Assigned task:
Within the data, how many lines hold the word "writer"? Answer with nothing but the number.

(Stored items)
|---|

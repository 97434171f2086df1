#![cfg_attr(all(not(feature = "std"), not(test)), no_std)]

extern crate alloc;

// Re-export for convenience so other modules don't need alloc:: prefix
#[allow(unused_imports)]
pub(crate) use alloc::{boxed::Box, format, string::String, string::ToString, vec, vec::Vec};

pub mod casting;
pub mod compiler;
pub mod errors;
pub mod ir;
pub mod types;
pub mod vm;
pub mod writer;

pub use errors::{CompileError, ConfigError, OperandError};
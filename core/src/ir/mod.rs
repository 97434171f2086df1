//! Typed node tree.
//!
//! Nodes are built through a [`NodeBuilder`], which fixes each node's static
//! type and rejects malformed operands up front. A finished tree can then be
//! emitted into an [`InstructionSink`](crate::vm::InstructionSink) and printed
//! through a [`CodeWriter`](crate::writer::CodeWriter), any number of times,
//! in any order.
//!
//! Emission checks the whole subtree before writing the first instruction:
//! a node that fails to emit leaves the sink exactly as it found it.

mod builder;
mod expr;
mod reference;
mod stmt;


pub use builder::NodeBuilder;
pub use expr::{BinaryOp, CompareOp, Expr, ExprInner, Literal, LogicalOp, UnaryOp};
pub use reference::{Reference, SLOT_LIMIT};
pub use stmt::{Stmt, ends_with_return};

pub(crate) use stmt::{lower_all, print_all, verify_all};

|---|

Task output:
2